Conclusion : abandonnez Gmail & Cie
Soyons honnêtes. Google et Yahoo, entre autres, ont déclaré vouloir assurer un chiffrement des e-mails d’un bout à l’autre de la communication. C’est louable. Mais comme leur business model repose sur l’analyse de nos données, e-mails y compris, pour afficher des publicités, comment vont-ils faire pour lire nos e-mails s’ils sont chiffrés intégralement ? On pourrait donc douter de leur sincérité…
N.B. J’ai finalement abandonné toute solution de stockage en ligne depuis que j’ai mon propre NAS à la maison qui me sert de cloud privé. Au moins, j’ai mes propres conditions générales d’utilisation et je sais où sont mes données. Ça n’a pas de prix…
A l’inverse, ProtonMail est géré par une société suisse, soumise au droit suisse et à la LPD. Le service est transparent, il offre un excellent niveau de sécurité, et il est agréable et intuitif à utiliser. Certes, il est encore en développement, mais son futur est des plus prometteurs. Je me réjouis en particulier de pouvoir disposer d’une application smartphone dédiée.
Excursus : un prévenu doit-il fournir la clé de déchiffrement à l’autorité ?
Un lecteur (que je remercie) m’a demandé si, dans le cadre d’une enquête pénale, le citoyen (en l’occurrence, le prévenu d’un délit ou d’un crime) ou le fournisseur de service a l’obligation de communiquer la clé de déchiffrement aux autorités.
La réponse est non. Les données devront être communiquées par le fournisseur de service si l’autorité les demande.
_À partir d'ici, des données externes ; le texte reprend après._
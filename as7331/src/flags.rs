use crate::registers::status;

/// Hardware flags carried in the status byte.
///
/// When the OSR address is read as a 16-bit word the status byte occupies
/// the high half, with the OSR mirror in the low half.
#[derive(Debug, Clone, Copy, PartialEq, Eq, Default)]
pub struct StatusFlags {
    /// Conversion still running; result registers are stale.
    pub data_not_ready: bool,
    /// An ADC stage clipped; the reading saturated upstream of the result.
    pub adc_overflow: bool,
    /// A result register overflowed.
    pub result_overflow: bool,
}

impl StatusFlags {
    pub fn from_status_byte(byte: u8) -> Self {
        StatusFlags {
            data_not_ready: byte & status::NOTREADY != 0,
            adc_overflow: byte & status::ADCOF != 0,
            result_overflow: byte & status::MRESOF != 0,
        }
    }

    pub fn from_status_word(word: u16) -> Self {
        Self::from_status_byte((word >> 8) as u8)
    }
}
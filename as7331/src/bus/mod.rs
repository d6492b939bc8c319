//! Register transport boundary.

pub(crate) mod embedded_hal;

pub use self::embedded_hal::{I2cAdapter, DEFAULT_ADDRESS};

use crate::error::Result;

/// Byte-level access to the sensor's register file.
///
/// Implementations own the device address; the core never sees it. Every
/// method maps a bus NACK or timeout to a transport error, which the
/// measurement loop treats as retryable.
#[cfg_attr(test, mockall::automock)]
pub trait RegisterBus {
    fn write_register(&mut self, address: u8, byte: u8) -> Result<()>;

    /// Reads `len` consecutive bytes starting at `address`.
    fn read_block(&mut self, address: u8, len: usize) -> Result<Vec<u8>>;

    /// Reads a 16-bit little-endian word at `address`.
    fn read_word(&mut self, address: u8) -> Result<u16>;
}
use as7331::{As7331, Calibration, I2cAdapter, RangingPolicy};
use clap::Args;
use linux_embedded_hal::I2cdev;
use simple_eyre::{eyre::eyre, Result};

#[derive(Args)]
pub struct BusConf {
    /// I2C character device the sensor hangs off
    #[clap(short, long, value_parser, default_value = "/dev/i2c-1")]
    pub bus: String,

    /// 7-bit device address
    #[clap(short, long, value_parser = parse_address, default_value = "0x74")]
    pub address: u8,
}

pub type I2cSensor = As7331<I2cAdapter<I2cdev>>;

impl BusConf {
    pub fn open_sensor(&self, policy: RangingPolicy) -> Result<I2cSensor> {
        let dev = I2cdev::new(&self.bus)
            .map_err(|_| eyre!("Could not open I2C device {}", self.bus))?;
        let adapter = I2cAdapter::with_address(dev, self.address);
        Ok(As7331::with_policy(adapter, policy, Calibration::default()))
    }
}

fn parse_address(s: &str) -> Result<u8, String> {
    let parsed = match s.strip_prefix("0x") {
        Some(hex) => u8::from_str_radix(hex, 16),
        None => s.parse(),
    };
    parsed.map_err(|_| format!("{s} is not a 7-bit I2C address"))
}
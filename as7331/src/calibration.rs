//! Raw count to irradiance conversion.

use crate::config::{Gain, IntegrationTime};

/// Gain the responsivity constants were characterized at.
pub const REFERENCE_GAIN: f32 = 2048.0;
/// Integration time the responsivity constants were characterized at.
pub const REFERENCE_TIME_MS: f32 = 64.0;

/// Responsivity of one channel in counts per µW/cm², valid at
/// [`REFERENCE_GAIN`] and [`REFERENCE_TIME_MS`].
#[derive(Debug, Clone, Copy, PartialEq)]
pub struct ChannelCalibration {
    pub responsivity: f32,
}

impl ChannelCalibration {
    pub const fn new(responsivity: f32) -> Self {
        ChannelCalibration { responsivity }
    }

    /// Converts a raw count captured under the given settings to µW/cm².
    ///
    /// Responsivity scales linearly with gain; shorter exposures collect
    /// proportionally fewer counts, so the result is scaled back up by the
    /// reference-to-actual time ratio. A collapsed responsivity yields 0.0
    /// instead of dividing by zero.
    pub fn convert(&self, raw: u16, gain: Gain, time: IntegrationTime) -> f32 {
        let effective = self.responsivity * (gain.multiplier() as f32 / REFERENCE_GAIN);
        if effective <= 0.0 {
            return 0.0;
        }
        let time_correction = REFERENCE_TIME_MS / time.millis() as f32;
        (raw as f32 / effective) * time_correction
    }
}

/// Factory calibration for the two characterized channels. UVC carries no
/// responsivity constant and is surfaced raw-only.
#[derive(Debug, Clone, Copy, PartialEq)]
pub struct Calibration {
    pub uva: ChannelCalibration,
    pub uvb: ChannelCalibration,
}

impl Calibration {
    /// Constants from the sensor's optical characterization.
    pub const DEFAULT: Self = Calibration {
        uva: ChannelCalibration::new(385.0),
        uvb: ChannelCalibration::new(347.0),
    };
}

impl Default for Calibration {
    fn default() -> Self {
        Self::DEFAULT
    }
}

#[cfg(test)]
mod tests {
    use super::*;
    use approx::assert_relative_eq;

    #[test]
    fn zero_raw_converts_to_zero() {
        let cal = Calibration::default();
        for gain in [Gain::X1, Gain::X64, Gain::X2048] {
            for time in [IntegrationTime::Ms1, IntegrationTime::Ms8, IntegrationTime::Ms64] {
                assert_eq!(cal.uva.convert(0, gain, time), 0.0);
                assert_eq!(cal.uvb.convert(0, gain, time), 0.0);
            }
        }
    }

    #[test]
    fn reference_point_identity() {
        // At the characterization settings, one responsivity worth of counts
        // is exactly one µW/cm².
        let uva = Calibration::DEFAULT.uva;
        assert_relative_eq!(
            uva.convert(385, Gain::X2048, IntegrationTime::Ms64),
            1.0,
            max_relative = 1e-6
        );
    }

    #[test]
    fn higher_gain_lowers_converted_value() {
        let cal = ChannelCalibration::new(385.0);
        let at_1x = cal.convert(1000, Gain::X1, IntegrationTime::Ms64);
        let at_2x = cal.convert(1000, Gain::X2, IntegrationTime::Ms64);
        assert!(at_2x < at_1x);
        assert_relative_eq!(at_1x / at_2x, 2.0, max_relative = 1e-6);
    }

    #[test]
    fn shorter_exposure_scales_result_up() {
        let cal = ChannelCalibration::new(385.0);
        let full = cal.convert(1000, Gain::X1, IntegrationTime::Ms64);
        let half = cal.convert(1000, Gain::X1, IntegrationTime::Ms32);
        assert_relative_eq!(half / full, 2.0, max_relative = 1e-6);
    }

    #[test]
    fn collapsed_responsivity_guards_division() {
        let cal = ChannelCalibration::new(0.0);
        assert_eq!(cal.convert(1234, Gain::X1, IntegrationTime::Ms64), 0.0);
    }
}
En ce qui le concerne, s’il n’a pas la clé de déchiffrement (comme ProtonMail), il ne peut pas la fournir. C’est un fait, pas de la mauvaise volonté ou une entrave à la justice. Par contre, si le fournisseur de service détient les clés de déchiffrement, il peut être astreint par les autorités à les fournir, ou à déchiffrer les données avant de les communiquer aux autorités.
Du côté du prévenu, le Code de procédure pénale (CPP) stipule clairement à l’art. 113 al. 1 que
Le prévenu n’a pas l’obligation de déposer contre lui-même. Il a notamment le droit de refuser de déposer et de refuser de collaborer à la procédure. Il est toutefois tenu de se soumettre aux mesures de contrainte prévues par la loi.
Bien qu’il doive se soumettre à des mesures de contraintes (par ex. la privation de liberté, la perquisition, le séquestre de ses biens, l’examen d’ADN), le prévenu conserve son droit de refuser de collaborer et de se taire. Il en va de la présomption d’innocence (art. 10 al. 1 CPP). Pour rappel, il revient à l’accusation d’apporter les faits permettant de prouver la culpabilité. Il serait par conséquent choquant que le prévenu doive fournir lui-même la clé de déchiffrement permettant à l’accusation d’accéder ensuite à des éléments permettant d’établir sa culpabilité. A mon avis, le droit pour le prévenu de ne pas s’auto-incriminer doit rester inviolable dans cette problématique.